Mentalmente pensó que podría solucionar todo con unas cuantas llamadas telefónicas y poniendo a Makoto Hyuga o a Shigeru Aoba a trabajar en solucionar eso. Hasta Maya Ibuki o la Doctora Akagi le podrían echar una mano con eso como favor personal. Si solo querían volver a su tierra, les podría resolver ese problema con tan solo mover sus influencias para que cada quien pudiera irse en un avión a su país. La Hikari rusa la abrazo muy contenta y Misato no pudo evitar sentirse conmovida muy a pesar suyo. De nuevo tenía sentimientos encontrados con esa gente. Les parecía personas buenas y decentes pero se comportaban como una secta de chiflados obsesionados con el sexo. Ella de verdad no sabía si denunciarlos o participar en la orgia que tenían en mente montar. Entre ceja y ceja Misato ya se había decidido acostarse con el Shinji ruso a como diera lugar… ¡preferiblemente en las narices de la morena!

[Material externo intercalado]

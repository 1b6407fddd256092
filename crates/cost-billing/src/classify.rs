//! Line classification.
//!
//! Precedence lives in two ordered rule tables; the first rule whose
//! predicate matches decides. Both tables end in a catch-all, so
//! classification is total.

use cost_aiven::{InvoiceLine, LineType, Tags};
use tracing::debug;

/// Tenant attributed to resources without a tenant tag.
pub const DEFAULT_TENANT: &str = "nav";

/// Team that owns account-level charges and the shared Kafka platform.
pub const PLATFORM_TEAM: &str = "nais";

#[derive(Debug, Clone, Copy, PartialEq, Eq)]
pub enum CategoryOutcome {
    Fixed(&'static str),
    /// Raw service type, verbatim.
    ServiceType,
}

#[derive(Debug, Clone, Copy, PartialEq, Eq)]
pub enum TeamOutcome {
    Fixed(&'static str),
    /// Team tag of the project/service pair (may be empty).
    TagTeam,
}

pub struct Rule<O> {
    pub name: &'static str,
    pub applies: fn(&InvoiceLine) -> bool,
    pub outcome: O,
}

fn is_support_or_extra(line: &InvoiceLine) -> bool {
    matches!(line.line_type, LineType::SupportCharge | LineType::ExtraCharge)
}

fn is_credit(line: &InvoiceLine) -> bool {
    line.line_type == LineType::CreditConsumption
}

fn is_opensearch_service(line: &InvoiceLine) -> bool {
    line.service_name.starts_with("opensearch-")
}

fn is_kafka(line: &InvoiceLine) -> bool {
    line.service_type == "kafka"
}

fn is_account_level(line: &InvoiceLine) -> bool {
    line.line_type.is_account_level()
}

fn always(_: &InvoiceLine) -> bool {
    true
}

pub const CATEGORY_RULES: &[Rule<CategoryOutcome>] = &[
    Rule {
        name: "support_or_extra_charge",
        applies: is_support_or_extra,
        outcome: CategoryOutcome::Fixed("support"),
    },
    Rule {
        name: "credit_consumption",
        applies: is_credit,
        outcome: CategoryOutcome::Fixed("credit"),
    },
    Rule {
        name: "opensearch_service_name",
        applies: is_opensearch_service,
        outcome: CategoryOutcome::Fixed("opensearch"),
    },
    Rule {
        name: "service_type",
        applies: always,
        outcome: CategoryOutcome::ServiceType,
    },
];

pub const TEAM_RULES: &[Rule<TeamOutcome>] = &[
    Rule {
        name: "kafka_platform",
        applies: is_kafka,
        outcome: TeamOutcome::Fixed(PLATFORM_TEAM),
    },
    Rule {
        name: "account_level_charge",
        applies: is_account_level,
        outcome: TeamOutcome::Fixed(PLATFORM_TEAM),
    },
    Rule {
        name: "tag_team",
        applies: always,
        outcome: TeamOutcome::TagTeam,
    },
];

fn first_match<O: Copy>(
    rules: &'static [Rule<O>],
    line: &InvoiceLine,
) -> Option<&'static Rule<O>> {
    let rule = rules.iter().find(|r| (r.applies)(line))?;
    debug!(
        rule = rule.name,
        line_type = line.line_type.as_str(),
        service_type = %line.service_type,
        service_name = %line.service_name,
        "classification rule matched"
    );
    Some(rule)
}

#[derive(Debug, Clone, PartialEq, Eq)]
pub struct Classification {
    pub category: String,
    pub team: String,
}

pub fn category(line: &InvoiceLine) -> String {
    match first_match(CATEGORY_RULES, line).map(|r| r.outcome) {
        Some(CategoryOutcome::Fixed(c)) => c.to_string(),
        Some(CategoryOutcome::ServiceType) | None => line.service_type.clone(),
    }
}

pub fn team(line: &InvoiceLine, tags: &Tags) -> String {
    match first_match(TEAM_RULES, line).map(|r| r.outcome) {
        Some(TeamOutcome::Fixed(t)) => t.to_string(),
        Some(TeamOutcome::TagTeam) | None => tags.team.clone(),
    }
}

/// Category and owning team of one line. Pure and total.
pub fn classify(line: &InvoiceLine, tags: &Tags) -> Classification {
    Classification {
        category: category(line),
        team: team(line, tags),
    }
}

/// Empty tenant tags fall back to [`DEFAULT_TENANT`].
pub fn tenant_or_default(tags: &Tags) -> String {
    if tags.tenant.is_empty() {
        DEFAULT_TENANT.to_string()
    } else {
        tags.tenant.clone()
    }
}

-¡Tú ahora nuestra madre y Chantres tú hija primogénita!... nosotros solo somos tus hijos pequeños- Exclamo la rubia… ¡con el cuello y el hombro un poco adoloridos todavía!... Pero ya en su papel de hermana mayor de cielo y tierra y por lo tanto como la anfitriona y maestra de ceremonias del evento.

Misato solo tuvo un tic en el ojo al escuchar que era la madre de todos ellos… ¡La puta morena amargada de su parte era adoptada y si fuera por ella devuelta al Huerfanatorio con una buena patada en el culo!... Ella no era ninguna MILF, ¡Tenía 28 años! ¡Era una mujer joven!... modestia aparte… ¡la mejor hembra y la más mujer de las cuatro féminas reunidas!

-¿Ah?... ¡perdona!... ¿pero qué significa eso exactamente?- Pregunto Misato. La rubia sintió un escalofrío recorriéndole la espalda ante su fija mirada

-Tú solo estar aquí para mirar… Yo hermana mayor enseño y Chantres solo me supervisa y guía cuando yo se lo pida…- Explicó con timidez y en un hilo de voz, como pidiéndole perdón y permiso.

-Si es posible… ¡no solo quisiera estar mirando!... en lo posible quisiera ayudarte también si quieres y me dejas… ¡Ejem!... no entiendo mucho como va eso del agua y el fuego, ¡pero creo que tengo algo de experiencia con los hombres que te puede servir!- Indicó Misato

-¿Tú quieres ser hija grande entonces?... es permitido eso. Madre solo mirar y aconsejar. Hija grande y hermana mayor con experiencia aconsejar y ayudar a Hermana mayor novata.

-Si… ¡eso me gustaría!- Misato pensó que a lo mejor terminaba ella con el Shinji ruso como plato fuerte, con Hikari "ensalada" rusa a la Yuri y al Chihuahueño como postre dejándole las sobras a la morena y a la rubia.

-Pero… ¡Tú haber parido mucho!- Dijo el perrito chihuahueño mexicano- ¡Tu creo parir 3 veces!... ¡hija grande siendo más joven y sin parir todavía siempre!

Misato rechino los dientes y congelo su sonrisa. La Hikari rusa le toco el vientre, retrocedió y la miro de arriba abajo. Expreso:

-Sacha… Yo creo que tu ser equivocado con ella- Misato sintió que se relajaba, La Hikari rusa de seguro que no era ninguna tonta-… ¡parir como mínim veces!... - le dijo a Kyuto89 la Hikari rusa- ¡el menor de sus hijos o hijas creo que tener más o menos nuestra edad!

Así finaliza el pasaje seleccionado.